Dircom (2.1.4.) Note sur les risques du métier (2) Le technocrate, le héraut et le bouffon (le problème de la crise du rire)

Ah, bien sûr ! Il y eut une époque fastueuse où l'on riait de bon coeur. C'était aussi une époque, me confia un jour le DRH d'une société que je venais de rejoindre et qui fut riche avant de l'être moins, à laquelle le champagne coulait à flots entre d'immenses plateaux de caviar à la première occasion venue. Je note que c'est une époque qu'un certain nombre d'entre nous n'ont pas connu et ne connaîtront d'ailleurs probablement jamais tant et si bien qu'on en viendrait presque à se demander s'il s'agit là de souvenirs émus ou bien d'élucubrations semblables à celles qui affectent le voyageur égaré en plein désert. Il faut dire que nous étions alors au beau milieu d'une crise épouvantable et qu'une caractéristique aussi majeure que désolante des crises épouvantables est d'en plonger le plus souvent les protagonistes dans la nostalgie de jours plus heureux.

Vivre ou survivre ?

Nous prîmes le parti d'en rire... D'en rire ? Au beau milieu d'une crise difficile dans laquelle nous entrions sans trop savoir encore comment nous en sortirions ? Eh bien oui, et ce fut même là la première d'une longue suite d'éclats de rire qui jalonnèrent les crises que nous connûmes et qui furent toutes plus épouvantables les unes que les autres. Naturellement, il nous vint rarement l'envie d'éclater de rire pendant une réunion publique ou une conférence de presse. Il y a des domaines, d'ailleurs assez nombreux, dans lesquels il convient de respecter un certain nombre de rites et de règles, faute de quoi on finit par insinuer un doute dans les esprits (en même temps d'ailleurs qu'une difficulté fâcheuse à se concentrer sur l'objet de la réunion).

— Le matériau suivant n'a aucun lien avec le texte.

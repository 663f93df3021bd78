use std::fmt;

use http::StatusCode;
use spin_sdk::http::Response;
use thiserror::Error;

/// Ownership-gated mutations of a post.
#[derive(Debug, Clone, Copy, PartialEq, Eq)]
pub enum Mutation {
    Edit,
    Delete,
}

impl fmt::Display for Mutation {
    fn fmt(&self, f: &mut fmt::Formatter<'_>) -> fmt::Result {
        match self {
            Mutation::Edit => write!(f, "edit"),
            Mutation::Delete => write!(f, "delete"),
        }
    }
}

#[derive(Debug, Clone, Copy, PartialEq, Eq)]
pub enum Reaction {
    Like,
    Dislike,
}

impl fmt::Display for Reaction {
    fn fmt(&self, f: &mut fmt::Formatter<'_>) -> fmt::Result {
        match self {
            Reaction::Like => write!(f, "like"),
            Reaction::Dislike => write!(f, "dislike"),
        }
    }
}

/// A declined store operation.
#[derive(Debug, Error, PartialEq, Eq)]
pub enum SocialError {
    #[error("Username already exists")]
    DuplicateUser,

    #[error("Username must be non-empty and contain no whitespace")]
    InvalidUsername,

    #[error("Invalid username or password")]
    InvalidCredentials,

    #[error("Malformed bearer token")]
    MalformedToken,

    #[error("Post {0} not found")]
    NotFound(usize),

    #[error("You are not authorized to {0} this post")]
    Forbidden(Mutation),

    #[error("You cannot {0} your own post")]
    SelfReaction(Reaction),

    #[error("password hashing failed: {0}")]
    PasswordHash(String),
}

#[derive(Debug, Error)]
pub enum ApiError {
    #[error("Bad Request: {0}")]
    BadRequest(String),
    #[error("Unauthorized: {0}")]
    Unauthorized(String),
    #[error("Forbidden: {0}")]
    Forbidden(String),
    #[error("Not Found: {0}")]
    NotFound(String),
    #[error("Method Not Allowed")]
    MethodNotAllowed,
    #[error("Unprocessable: {0}")]
    Unprocessable(String),
    #[error("Internal Error: {0}")]
    InternalError(String),
}

impl ApiError {
    pub fn status(&self) -> StatusCode {
        match self {
            ApiError::BadRequest(_) => StatusCode::BAD_REQUEST,
            ApiError::Unauthorized(_) => StatusCode::UNAUTHORIZED,
            ApiError::Forbidden(_) => StatusCode::FORBIDDEN,
            ApiError::NotFound(_) => StatusCode::NOT_FOUND,
            ApiError::MethodNotAllowed => StatusCode::METHOD_NOT_ALLOWED,
            ApiError::Unprocessable(_) => StatusCode::UNPROCESSABLE_ENTITY,
            ApiError::InternalError(_) => StatusCode::INTERNAL_SERVER_ERROR,
        }
    }

    pub fn detail(&self) -> &str {
        match self {
            ApiError::BadRequest(msg)
            | ApiError::Unauthorized(msg)
            | ApiError::Forbidden(msg)
            | ApiError::NotFound(msg)
            | ApiError::Unprocessable(msg)
            | ApiError::InternalError(msg) => msg,
            ApiError::MethodNotAllowed => "Method Not Allowed",
        }
    }
}

impl From<SocialError> for ApiError {
    fn from(err: SocialError) -> Self {
        let msg = err.to_string();
        match err {
            SocialError::DuplicateUser
            | SocialError::InvalidCredentials
            | SocialError::SelfReaction(_) => ApiError::BadRequest(msg),
            SocialError::InvalidUsername => ApiError::Unprocessable(msg),
            SocialError::MalformedToken => ApiError::Unauthorized(msg),
            SocialError::NotFound(_) => ApiError::NotFound(msg),
            SocialError::Forbidden(_) => ApiError::Forbidden(msg),
            SocialError::PasswordHash(_) => ApiError::InternalError(msg),
        }
    }
}

impl From<ApiError> for Response {
    fn from(err: ApiError) -> Self {
        let body = serde_json::json!({ "detail": err.detail() }).to_string();
        let mut builder = Response::builder();
        builder
            .status(err.status().as_u16())
            .header("Content-Type", "application/json");
        if let ApiError::Unauthorized(_) = err {
            builder.header("WWW-Authenticate", "Bearer");
        }
        builder.body(body.into_bytes()).build()
    }
}

#[cfg(test)]
mod tests {
    use super::*;

    #[test]
    fn domain_errors_map_to_statuses() {
        let cases = [
            (SocialError::DuplicateUser, StatusCode::BAD_REQUEST),
            (SocialError::InvalidCredentials, StatusCode::BAD_REQUEST),
            (SocialError::InvalidUsername, StatusCode::UNPROCESSABLE_ENTITY),
            (SocialError::MalformedToken, StatusCode::UNAUTHORIZED),
            (SocialError::NotFound(3), StatusCode::NOT_FOUND),
            (SocialError::Forbidden(Mutation::Delete), StatusCode::FORBIDDEN),
            (SocialError::SelfReaction(Reaction::Like), StatusCode::BAD_REQUEST),
        ];
        for (err, status) in cases {
            assert_eq!(ApiError::from(err).status(), status);
        }
    }

    #[test]
    fn messages_name_the_action() {
        assert_eq!(
            SocialError::Forbidden(Mutation::Edit).to_string(),
            "You are not authorized to edit this post"
        );
        assert_eq!(
            SocialError::SelfReaction(Reaction::Dislike).to_string(),
            "You cannot dislike your own post"
        );
        assert_eq!(SocialError::NotFound(5).to_string(), "Post 5 not found");
    }

    #[test]
    fn response_carries_detail_body() {
        let resp: Response = ApiError::NotFound("Post 1 not found".to_string()).into();
        assert_eq!(*resp.status(), 404);
        let body: serde_json::Value = serde_json::from_slice(resp.body()).unwrap();
        assert_eq!(body["detail"], "Post 1 not found");
    }

    #[test]
    fn method_not_allowed_is_405() {
        let resp: Response = ApiError::MethodNotAllowed.into();
        assert_eq!(*resp.status(), 405);
        let body: serde_json::Value = serde_json::from_slice(resp.body()).unwrap();
        assert_eq!(body["detail"], "Method Not Allowed");
    }
}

Je fais référence à cette époque - en gros, les années 60 et 70 - parce qu'elle trouva bien encore quelques prolongements dans la décennie suivante, qui se trouve être aussi celle au cours de laquelle le métier de dircom connut son âge d'or. Peut-être n'était-ce là qu'une mauvaise passe, se disait-on alors, préférant prolonger encore un peu la fête plutôt que de prendre la mesure des problèmes avec lesquels il faudrait vivre pendant les décennies suivantes. C'est le moment où la communication triomphante se combinait avec la réhabilitation de l'entreprise pour donner lieu à des excès souvent caractéristiques des nouveaux convertis, essentiellement dans le domaine des relations presse et des événements.

On riait donc beaucoup. On ria encore un peu, confirment les dircoms qui ont connu cette époque. Puis on ne rit plus du tout. De l'objectif de donner vie à l'entreprise on passa, de crises en crises, à celui d'assurer sa survie. Ce ne sont pas les crises en tant qu'événements qui comptent ici, mais la transformation qu'elles ont fini par induire de la fonction communication elle-même. Sous la pression de la situation économique générale comme de la révolution technologique des années 2000, la fonction ne s'est pas seulement retrouvée en effet en position de gestionnaire des crises, mais de gestionnaire tout court.

Le danger technocratique

De sorte que, si la formation du dircom l'a souvent conduit au fétichisme de l'écrit que l'on a évoqué précédemment, le contexte des années 90 et 2000 l'a exposé à un autre danger que l'on pourrait qualifier de technocratique. Un danger essentiellement marqué par la nécessité de réduire les coûts, d'intensifier le travail, de rationaliser les processus, bref, de faire progresser l'efficacité d'ensemble de la fonction dont il a la charge avec ses équipes et ses partenaires en se focalisant davantage sur les ratios que sur les situations, sur les indicateurs que sur les gens, sur la qualité formelle de son reporting plutôt que sur sa contribution à la maîtrise du réel. Or, ce n'est évidemment pas la mesure qui est en cause ici - que piloterait-on sinon : des intuitions, des avis, des envies ? et sur la base de quels arbitrages arbitraires ? - que le primat qu'elle a fini par acquérir sur l'action, pour ne pas dire sur les fondamentaux-mêmes du métier. En quoi l'on retrouve l'intérêt d'une action qui soit fondée aussi bien sur la responsabilité que sur la confiance.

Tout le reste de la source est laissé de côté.